<<<<

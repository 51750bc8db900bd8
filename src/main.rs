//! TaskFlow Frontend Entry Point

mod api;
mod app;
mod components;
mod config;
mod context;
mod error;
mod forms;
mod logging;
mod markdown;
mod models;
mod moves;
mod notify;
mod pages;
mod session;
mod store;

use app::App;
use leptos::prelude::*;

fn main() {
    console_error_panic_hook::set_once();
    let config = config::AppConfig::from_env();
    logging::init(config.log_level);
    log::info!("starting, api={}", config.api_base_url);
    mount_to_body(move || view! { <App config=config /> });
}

>>>>
<<<<

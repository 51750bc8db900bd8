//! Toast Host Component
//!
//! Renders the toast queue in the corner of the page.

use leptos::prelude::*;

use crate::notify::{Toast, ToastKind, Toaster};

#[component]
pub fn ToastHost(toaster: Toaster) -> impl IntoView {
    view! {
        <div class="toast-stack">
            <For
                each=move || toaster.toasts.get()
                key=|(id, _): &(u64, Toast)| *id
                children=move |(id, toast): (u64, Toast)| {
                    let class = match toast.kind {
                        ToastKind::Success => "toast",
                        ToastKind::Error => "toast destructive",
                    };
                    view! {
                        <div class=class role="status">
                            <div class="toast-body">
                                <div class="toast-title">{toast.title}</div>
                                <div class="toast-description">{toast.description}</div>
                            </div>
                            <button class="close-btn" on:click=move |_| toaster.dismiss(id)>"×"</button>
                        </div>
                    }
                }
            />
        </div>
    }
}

>>>>

How many lines in the records include "logging"? Answer with the number alone.

**Your response**: 2